Real numbers $x,y,z$ are selected so, that $\frac{1}{|x^2 +2yz|}$, $\frac{1}{|y^2 +2xz|}$, $\frac{1}{|z^2 +2xy|}$ are sides of a triangle(they satisfy the triangle inequality). Determine the possible values of the expression $xy+xz+yz$.
It is easy to prove that all positive and negative real numbers can be expressed. What about $0$? Any help is appreciated.
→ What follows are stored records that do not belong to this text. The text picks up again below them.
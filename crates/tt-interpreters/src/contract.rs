//! Open dispatch for binary contractions `sum_op_{dims}(lhs prod_op rhs)`.
//!
//! The generic fallback builds a lazy `Contract` node for any operator pair.
//! Dense handlers for `(add, mul)` and `(logaddexp, add)` lower to the
//! backend einsum. Handlers registered later for an exact signature win
//! over the fallback by specificity.

use std::rc::Rc;

use tt_core::{Dim, DimSet, Op, Term, TermKind};
use tt_dispatch::{DispatchKey, Dispatched, KindPattern, Registry, Signature};
use tt_lax::{EinsumOperand, NumericBackend, SumSemantics};

use crate::InterpretError;
use crate::align::dense;

/// Arguments of one contraction request.
#[derive(Debug, Clone, Copy)]
pub struct ContractRequest<'a> {
    pub sum_op: Op,
    pub prod_op: Op,
    pub lhs: &'a Term,
    pub rhs: &'a Term,
    pub reduce_dims: &'a DimSet,
}

impl ContractRequest<'_> {
    #[must_use]
    pub fn key(&self) -> DispatchKey {
        DispatchKey::new(
            TermKind::Contract,
            [self.sum_op, self.prod_op],
            [self.lhs.kind(), self.rhs.kind()],
        )
    }

    /// Lazy node for this request.
    pub fn reflect(&self) -> Result<Term, InterpretError> {
        Ok(Term::contract(
            self.sum_op,
            self.prod_op,
            self.lhs.clone(),
            self.rhs.clone(),
            self.reduce_dims.clone(),
        )?)
    }
}

pub type ContractHandler =
    dyn Fn(&ContractRequest<'_>, &dyn NumericBackend) -> Result<Option<Term>, InterpretError>;

#[derive(Debug)]
pub struct ContractionAlgebra {
    registry: Registry<ContractHandler>,
}

impl Default for ContractionAlgebra {
    fn default() -> Self {
        Self::with_defaults()
    }
}

impl ContractionAlgebra {
    /// No handlers at all; every request fails with `NoHandler`.
    #[must_use]
    pub fn empty() -> Self {
        Self {
            registry: Registry::new("contract"),
        }
    }

    #[must_use]
    pub fn with_defaults() -> Self {
        let algebra = Self::empty();
        algebra.register(
            Signature::new(TermKind::Contract).operands([KindPattern::Any, KindPattern::Any]),
            |request, _| request.reflect().map(Some),
        );
        for (sum_op, prod_op, semantics) in [
            (Op::Add, Op::Mul, SumSemantics::Standard),
            (Op::LogAddExp, Op::Add, SumSemantics::LogDomain),
        ] {
            for lhs in [TermKind::Number, TermKind::Tensor] {
                for rhs in [TermKind::Number, TermKind::Tensor] {
                    algebra.register(
                        Self::signature(sum_op, prod_op, lhs, rhs),
                        move |request, backend| dense_einsum(request, backend, semantics),
                    );
                }
            }
        }
        algebra
    }

    /// Exact signature for an operator pair and operand kinds.
    #[must_use]
    pub fn signature(sum_op: Op, prod_op: Op, lhs: TermKind, rhs: TermKind) -> Signature {
        Signature::new(TermKind::Contract)
            .ops([sum_op, prod_op])
            .operands([KindPattern::Exact(lhs), KindPattern::Exact(rhs)])
    }

    pub fn register<F>(&self, signature: Signature, handler: F)
    where
        F: Fn(&ContractRequest<'_>, &dyn NumericBackend) -> Result<Option<Term>, InterpretError>
            + 'static,
    {
        self.registry.register(signature, Rc::new(handler));
    }

    #[must_use]
    pub fn len(&self) -> usize {
        self.registry.len()
    }

    #[must_use]
    pub fn is_empty(&self) -> bool {
        self.registry.is_empty()
    }

    pub fn contract(
        &self,
        backend: &dyn NumericBackend,
        sum_op: Op,
        prod_op: Op,
        lhs: &Term,
        rhs: &Term,
        reduce_dims: &DimSet,
    ) -> Result<Term, InterpretError> {
        let request = ContractRequest {
            sum_op,
            prod_op,
            lhs,
            rhs,
            reduce_dims,
        };
        let key = request.key();
        match self
            .registry
            .dispatch(&key, |handler| handler(&request, backend))?
        {
            Dispatched::Handled(term) => Ok(term),
            Dispatched::Declined | Dispatched::NoHandler => Err(InterpretError::NoHandler {
                registry: self.registry.name(),
                key: key.to_string(),
            }),
        }
    }
}

fn dense_einsum(
    request: &ContractRequest<'_>,
    backend: &dyn NumericBackend,
    semantics: SumSemantics,
) -> Result<Option<Term>, InterpretError> {
    let (Some(lhs), Some(rhs)) = (dense(request.lhs), dense(request.rhs)) else {
        return Ok(None);
    };
    let mut output: Vec<Dim> = Vec::new();
    for dim in lhs.dims.iter().chain(rhs.dims) {
        if !request.reduce_dims.contains(dim) && !output.contains(dim) {
            output.push(dim.clone());
        }
    }
    let value = backend.einsum(
        &[
            EinsumOperand {
                labels: lhs.dims,
                value: &lhs.value,
            },
            EinsumOperand {
                labels: rhs.dims,
                value: &rhs.value,
            },
        ],
        &output,
        semantics,
    )?;
    Ok(Some(Term::tensor(output, value)?))
}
Suppose that $xy+yz+zx=0$. Then, we have the following identities $$ \frac{1}{|x^2+2yz|}=\frac{1}{|x^2+2yz-xy-zx-yz|}=\frac{1}{|x-y|\cdot |x-z|}, \\ \frac{1}{|y^2+2zx|}=\frac{1}{|y^2+2zx-xy-zx-yz|}=\frac{1}{|x-y|\cdot |y-z|}, \\ \frac{1}{|x^2+2yz|}=\frac{1}{|z^2+2xy-xy-zx-yz|}=\frac{1}{|z-x|\cdot |y-z|}. $$ Now, it's easy to prove that sum of two of these number is equal to the third number, so they doesn't satisfy the triangle inequality. Hence, $xy+yz+zx\neq 0$, as desired.